I am from Central America. Most of my family is scattered in different parts of the world and all have the same view of God that I had growing up; a distant, exacting, and ready-to-punish-us-with-tragedy type of God. So, I have been translating lessons for my family and, to my surprise, they have also been sharing them with others! I can already see the difference. My brother has often said, “Thank you for sharing, I have never heard it this way!” My other family members are taking an amazing turn from a message of “repent or burn” towards a loving God, pleading to us that we won’t reject him because he loves us eternally.

Bless you for all you do.

Sofia S., Ashfield, MA, USA

 

Testimony 54

I had a lot of pressure, as a pastor’s kid, to conform and be “good.” I was good at being “good.” I thought my life was going along well until it all started falling apart and I could not figure out why!

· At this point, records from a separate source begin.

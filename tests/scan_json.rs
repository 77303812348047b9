use std::path::{Path, PathBuf};
use std::process::{Command, Output};
use std::sync::atomic::{AtomicU64, Ordering};

fn securecheck_cmd(home: &Path) -> Command {
    let mut cmd = Command::new(env!("CARGO_BIN_EXE_securecheck"));
    cmd.env("HOME", home);
    cmd.env_remove("SECURECHECK_CONFIG");
    cmd.env_remove("SECURECHECK_UI_COLOR");
    cmd.env_remove("SECURECHECK_SCAN_SIMULATE_DELAY");
    cmd.env_remove("SECURECHECK_SCAN_FAIL_ON");
    cmd.env_remove("SECURECHECK_LOG_ENABLED");
    cmd
}

fn run(home: &Path, args: &[&str]) -> Output {
    securecheck_cmd(home)
        .args(args)
        .output()
        .expect("run securecheck")
}

fn make_temp_home() -> PathBuf {
    static HOME_SEQ: AtomicU64 = AtomicU64::new(0);

    let temp = std::env::temp_dir();
    let seq = HOME_SEQ.fetch_add(1, Ordering::Relaxed);
    let uniq = format!("securecheck-scan-json-test-{}-{seq}", std::process::id());
    let home = temp.join(uniq);
    let _ = std::fs::remove_dir_all(&home);
    std::fs::create_dir_all(&home).expect("create home");
    home
}

fn scan_json(home: &Path, url: &str) -> serde_json::Value {
    let out = run(home, &["--json", "scan", url]);
    assert!(
        out.status.success(),
        "url={url} stderr={}",
        String::from_utf8_lossy(&out.stderr)
    );
    serde_json::from_slice(&out.stdout).expect("parse json")
}

fn strings(v: &serde_json::Value) -> Vec<String> {
    v.as_array()
        .expect("array")
        .iter()
        .map(|s| s.as_str().expect("string").to_string())
        .collect()
}

#[test]
fn plain_http_ip_login_page_is_high_risk() {
    let home = make_temp_home();
    let v = scan_json(&home, "http://192.168.1.1/login.php");

    assert_eq!(v["schema_version"].as_str(), Some("1.0"));
    let result = &v["result"];
    assert_eq!(result["url"].as_str(), Some("http://192.168.1.1/login.php"));
    assert_eq!(result["is_secure"].as_bool(), Some(false));
    let level = result["risk_level"].as_str().expect("risk_level");
    assert!(level == "high" || level == "critical", "level={level}");
    let score = result["risk_score"].as_u64().expect("risk_score");
    assert!((50..=100).contains(&score), "score={score}");

    let threats = strings(&result["threats"]);
    assert!(threats.iter().any(|t| t.contains("HTTPS")), "{threats:?}");
    assert!(threats.iter().any(|t| t.contains("IP address")), "{threats:?}");
    assert!(!strings(&result["recommendations"]).is_empty());
    assert!(result["scanned_at"].as_str().is_some_and(|s| !s.is_empty()));
    assert!(result["scan_duration_ms"].as_u64().is_some());
}

#[test]
fn well_known_https_site_is_low_risk() {
    let home = make_temp_home();
    let v = scan_json(&home, "https://www.wikipedia.org");

    let result = &v["result"];
    assert_eq!(result["is_secure"].as_bool(), Some(true));
    assert_eq!(result["risk_level"].as_str(), Some("low"));
    assert_eq!(result["risk_score"].as_u64(), Some(0));
    assert!(strings(&result["threats"]).is_empty());
    assert_eq!(strings(&result["recommendations"]).len(), 1);
}

#[test]
fn scheme_less_input_is_normalized_to_https() {
    let home = make_temp_home();
    let v = scan_json(&home, "example.com");
    assert_eq!(v["result"]["url"].as_str(), Some("https://example.com"));
    assert_eq!(v["result"]["is_secure"].as_bool(), Some(true));
}

#[test]
fn checks_command_prints_four_checks_in_fixed_order() {
    let home = make_temp_home();
    let out = run(&home, &["--json", "checks", "http://192.168.1.1/login.php"]);
    assert!(out.status.success());

    let v: serde_json::Value = serde_json::from_slice(&out.stdout).expect("parse json");
    let checks = v.as_array().expect("array");
    let names: Vec<&str> = checks
        .iter()
        .map(|c| c["name"].as_str().expect("name"))
        .collect();
    assert_eq!(
        names,
        [
            "HTTPS Encryption",
            "Domain Reputation",
            "Suspicious Patterns",
            "Redirect Chain"
        ]
    );
    assert_eq!(checks[0]["status"].as_str(), Some("failed"));
    assert_eq!(checks[1]["status"].as_str(), Some("failed"));
    for check in checks {
        let status = check["status"].as_str().expect("status");
        assert!(["passed", "warning", "failed"].contains(&status));
        assert!(check["description"].as_str().is_some_and(|d| !d.is_empty()));
    }
}

#[test]
fn repeated_scans_agree() {
    let home = make_temp_home();
    let url = "http://paypa1-secure-login.tk/verify?next=https://evil.example";
    let a = scan_json(&home, url);
    let b = scan_json(&home, url);
    for key in ["risk_score", "risk_level", "threats", "recommendations"] {
        assert_eq!(a["result"][key], b["result"][key], "key={key}");
    }
    assert_eq!(a["checks"], b["checks"]);
}

#[test]
fn text_output_shows_risk_and_checks() {
    let home = make_temp_home();
    let out = run(&home, &["--no-color", "scan", "http://192.168.1.1/login.php"]);
    assert!(out.status.success());
    let stdout = String::from_utf8_lossy(&out.stdout);
    assert!(stdout.contains("HTTPS Encryption"), "{stdout}");
    assert!(stdout.contains("Threats ("), "{stdout}");
    assert!(!stdout.contains('\x1b'), "no ANSI codes when not a TTY");
}

#[test]
fn quiet_suppresses_text_output() {
    let home = make_temp_home();
    let out = run(&home, &["--quiet", "scan", "https://www.wikipedia.org"]);
    assert!(out.status.success());
    assert!(out.stdout.is_empty());
}
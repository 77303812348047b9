use serde::{Deserialize, Serialize};
use std::fmt;
use std::str::FromStr;

/// Bucketed view of a 0–100 risk score.
#[derive(Debug, Clone, Copy, PartialEq, Eq, PartialOrd, Ord, Hash, Serialize, Deserialize)]
#[serde(rename_all = "lowercase")]
pub enum RiskLevel {
    Low,
    Medium,
    High,
    Critical,
}

impl RiskLevel {
    pub const ALL: [RiskLevel; 4] = [
        RiskLevel::Low,
        RiskLevel::Medium,
        RiskLevel::High,
        RiskLevel::Critical,
    ];

    pub const fn as_str(self) -> &'static str {
        match self {
            RiskLevel::Low => "low",
            RiskLevel::Medium => "medium",
            RiskLevel::High => "high",
            RiskLevel::Critical => "critical",
        }
    }

    /// Scores above 100 land in `Critical`; callers clamp before bucketing.
    pub const fn from_score(score: u8) -> Self {
        match score {
            0..=24 => RiskLevel::Low,
            25..=49 => RiskLevel::Medium,
            50..=74 => RiskLevel::High,
            _ => RiskLevel::Critical,
        }
    }

    /// Inclusive score bounds of the bucket.
    pub const fn score_bounds(self) -> (u8, u8) {
        match self {
            RiskLevel::Low => (0, 24),
            RiskLevel::Medium => (25, 49),
            RiskLevel::High => (50, 74),
            RiskLevel::Critical => (75, 100),
        }
    }

    pub const fn description(self) -> &'static str {
        match self {
            RiskLevel::Low => "This URL appears to be safe to visit",
            RiskLevel::Medium => "This URL shows some warning signs - proceed with caution",
            RiskLevel::High => "This URL has multiple risk factors - avoid if possible",
            RiskLevel::Critical => "This URL is likely dangerous - do not visit",
        }
    }
}

impl fmt::Display for RiskLevel {
    fn fmt(&self, f: &mut fmt::Formatter<'_>) -> fmt::Result {
        f.write_str(self.as_str())
    }
}

impl FromStr for RiskLevel {
    type Err = String;

    fn from_str(s: &str) -> Result<Self, Self::Err> {
        let s = s.trim();
        match s.to_ascii_lowercase().as_str() {
            "low" => Ok(RiskLevel::Low),
            "medium" => Ok(RiskLevel::Medium),
            "high" => Ok(RiskLevel::High),
            "critical" => Ok(RiskLevel::Critical),
            _ => Err(format!(
                "invalid risk level: {s} (expected low|medium|high|critical)"
            )),
        }
    }
}
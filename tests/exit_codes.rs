use std::path::{Path, PathBuf};
use std::process::{Command, Output};
use std::sync::atomic::{AtomicU64, Ordering};

fn securecheck_cmd(home: &Path) -> Command {
    let mut cmd = Command::new(env!("CARGO_BIN_EXE_securecheck"));
    cmd.env("HOME", home);
    cmd.env_remove("SECURECHECK_CONFIG");
    cmd.env_remove("SECURECHECK_UI_COLOR");
    cmd.env_remove("SECURECHECK_SCAN_SIMULATE_DELAY");
    cmd.env_remove("SECURECHECK_SCAN_FAIL_ON");
    cmd.env_remove("SECURECHECK_LOG_ENABLED");
    cmd
}

fn run(home: &Path, args: &[&str]) -> Output {
    securecheck_cmd(home)
        .args(args)
        .output()
        .expect("run securecheck")
}

fn make_temp_home() -> PathBuf {
    static HOME_SEQ: AtomicU64 = AtomicU64::new(0);

    let temp = std::env::temp_dir();
    let seq = HOME_SEQ.fetch_add(1, Ordering::Relaxed);
    let uniq = format!("securecheck-exit-test-{}-{seq}", std::process::id());
    let home = temp.join(uniq);
    let _ = std::fs::remove_dir_all(&home);
    std::fs::create_dir_all(&home).expect("create home");
    home
}

fn write_file(path: &Path, bytes: &[u8]) {
    if let Some(parent) = path.parent() {
        std::fs::create_dir_all(parent).expect("mkdirs");
    }
    std::fs::write(path, bytes).expect("write");
}

#[test]
fn clean_scan_exits_zero() {
    let home = make_temp_home();
    let out = run(&home, &["scan", "https://www.wikipedia.org"]);
    assert_eq!(
        out.status.code(),
        Some(0),
        "stderr={}",
        String::from_utf8_lossy(&out.stderr)
    );
}

#[test]
fn empty_url_is_invalid_args() {
    let home = make_temp_home();
    let out = run(&home, &["scan", ""]);
    assert_eq!(out.status.code(), Some(2));
    assert!(out.stdout.is_empty(), "no result may be printed");
    let stderr = String::from_utf8_lossy(&out.stderr);
    assert!(stderr.contains("Please enter a URL"), "stderr={stderr}");
    assert!(stderr.contains("check the URL"), "stderr={stderr}");
}

#[test]
fn non_http_scheme_is_invalid_args() {
    let home = make_temp_home();
    let out = run(&home, &["--json", "scan", "ftp://files.example.com/a.zip"]);
    assert_eq!(out.status.code(), Some(2));
    assert!(out.stdout.is_empty());
}

#[test]
fn fail_on_reached_exits_three_after_printing() {
    let home = make_temp_home();
    let out = run(
        &home,
        &["--json", "scan", "http://192.168.1.1/login.php", "--fail-on", "high"],
    );
    assert_eq!(out.status.code(), Some(3));

    let v: serde_json::Value = serde_json::from_slice(&out.stdout).expect("parse json");
    let level = v["result"]["risk_level"].as_str().expect("risk_level");
    assert!(level == "high" || level == "critical", "level={level}");
}

#[test]
fn fail_on_not_reached_exits_zero() {
    let home = make_temp_home();
    let out = run(
        &home,
        &["scan", "https://www.wikipedia.org", "--fail-on", "medium"],
    );
    assert_eq!(out.status.code(), Some(0));
}

#[test]
fn unknown_fail_on_level_is_invalid_args() {
    let home = make_temp_home();
    let out = run(&home, &["scan", "https://example.com", "--fail-on", "severe"]);
    assert_eq!(out.status.code(), Some(2));
}

#[test]
fn broken_config_is_invalid_args() {
    let home = make_temp_home();
    write_file(
        home.join(".config/securecheck/config.toml").as_path(),
        b"[scan\nfail_on = ",
    );
    let out = run(&home, &["scan", "https://example.com"]);
    assert_eq!(out.status.code(), Some(2));
    let stderr = String::from_utf8_lossy(&out.stderr);
    assert!(stderr.contains("config file"), "stderr={stderr}");
    assert!(!stderr.contains("check the URL"), "stderr={stderr}");
}

#[test]
fn unsupported_completion_shell_is_invalid_args() {
    let home = make_temp_home();
    let out = run(&home, &["completion", "powershell"]);
    assert_eq!(out.status.code(), Some(2));
}

#[test]
fn completion_for_bash_succeeds() {
    let home = make_temp_home();
    let out = run(&home, &["completion", "bash"]);
    assert_eq!(out.status.code(), Some(0));
    assert!(String::from_utf8_lossy(&out.stdout).contains("securecheck"));
}

#[test]
fn ui_without_tty_is_invalid_args() {
    let home = make_temp_home();
    let out = run(&home, &["ui"]);
    assert_eq!(out.status.code(), Some(2));

    let out = run(&home, &["--json", "ui"]);
    assert_eq!(out.status.code(), Some(2));
}
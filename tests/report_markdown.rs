use std::path::{Path, PathBuf};
use std::process::{Command, Output};
use std::sync::atomic::{AtomicU64, Ordering};

fn securecheck_cmd(home: &Path) -> Command {
    let mut cmd = Command::new(env!("CARGO_BIN_EXE_securecheck"));
    cmd.env("HOME", home);
    cmd.env_remove("SECURECHECK_CONFIG");
    cmd.env_remove("SECURECHECK_UI_COLOR");
    cmd.env_remove("SECURECHECK_SCAN_SIMULATE_DELAY");
    cmd.env_remove("SECURECHECK_SCAN_FAIL_ON");
    cmd.env_remove("SECURECHECK_LOG_ENABLED");
    cmd
}

fn run(home: &Path, args: &[&str]) -> Output {
    securecheck_cmd(home)
        .args(args)
        .output()
        .expect("run securecheck")
}

fn make_temp_home() -> PathBuf {
    static HOME_SEQ: AtomicU64 = AtomicU64::new(0);

    let temp = std::env::temp_dir();
    let seq = HOME_SEQ.fetch_add(1, Ordering::Relaxed);
    let uniq = format!("securecheck-report-md-test-{}-{seq}", std::process::id());
    let home = temp.join(uniq);
    let _ = std::fs::remove_dir_all(&home);
    std::fs::create_dir_all(&home).expect("create home");
    home
}

#[test]
fn markdown_report_has_all_sections() {
    let home = make_temp_home();
    let out = run(&home, &["report", "--markdown", "http://192.168.1.1/login.php"]);
    assert!(
        out.status.success(),
        "stderr={}",
        String::from_utf8_lossy(&out.stderr)
    );

    let md = String::from_utf8(out.stdout).expect("utf8");
    assert!(md.starts_with("# securecheck report\n"), "{md}");
    assert!(md.contains("- URL: `http://192.168.1.1/login.php`"));
    assert!(md.contains("## Security checks (4)"));
    assert!(md.contains("| HTTPS Encryption | failed |"));
    assert!(md.contains("## Threats ("));
    assert!(md.contains("## Recommendations"));
    assert!(!md.contains("_No threats detected._"));
}

#[test]
fn markdown_report_for_clean_url() {
    let home = make_temp_home();
    let out = run(&home, &["report", "--markdown", "https://www.wikipedia.org"]);
    assert!(out.status.success());

    let md = String::from_utf8(out.stdout).expect("utf8");
    assert!(md.contains("**LOW** (0/100)"), "{md}");
    assert!(md.contains("## Threats (0)"));
    assert!(md.contains("_No threats detected._"));
}

#[test]
fn json_wins_over_markdown() {
    let home = make_temp_home();
    let out = run(
        &home,
        &["--json", "report", "--markdown", "https://www.wikipedia.org"],
    );
    assert!(out.status.success());
    let v: serde_json::Value = serde_json::from_slice(&out.stdout).expect("parse json");
    assert_eq!(v["checks"].as_array().map(Vec::len), Some(4));
}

In my search for “why is this happening to me, God?” I came across your book, “Could it be this Simple,” and God started revealing to me the many distortions I held about His character, His principles, and how He has designed His universe to operate. I remember thinking, “Wow, I have had this all backwards.” I was happy and angry all at the same time. Happy to have the light of truth break through the darkness, revealing a wonderful, beautiful way of understanding God and His plan for His children, and angry, because I felt deceived and cheated by the church, my family, and myself!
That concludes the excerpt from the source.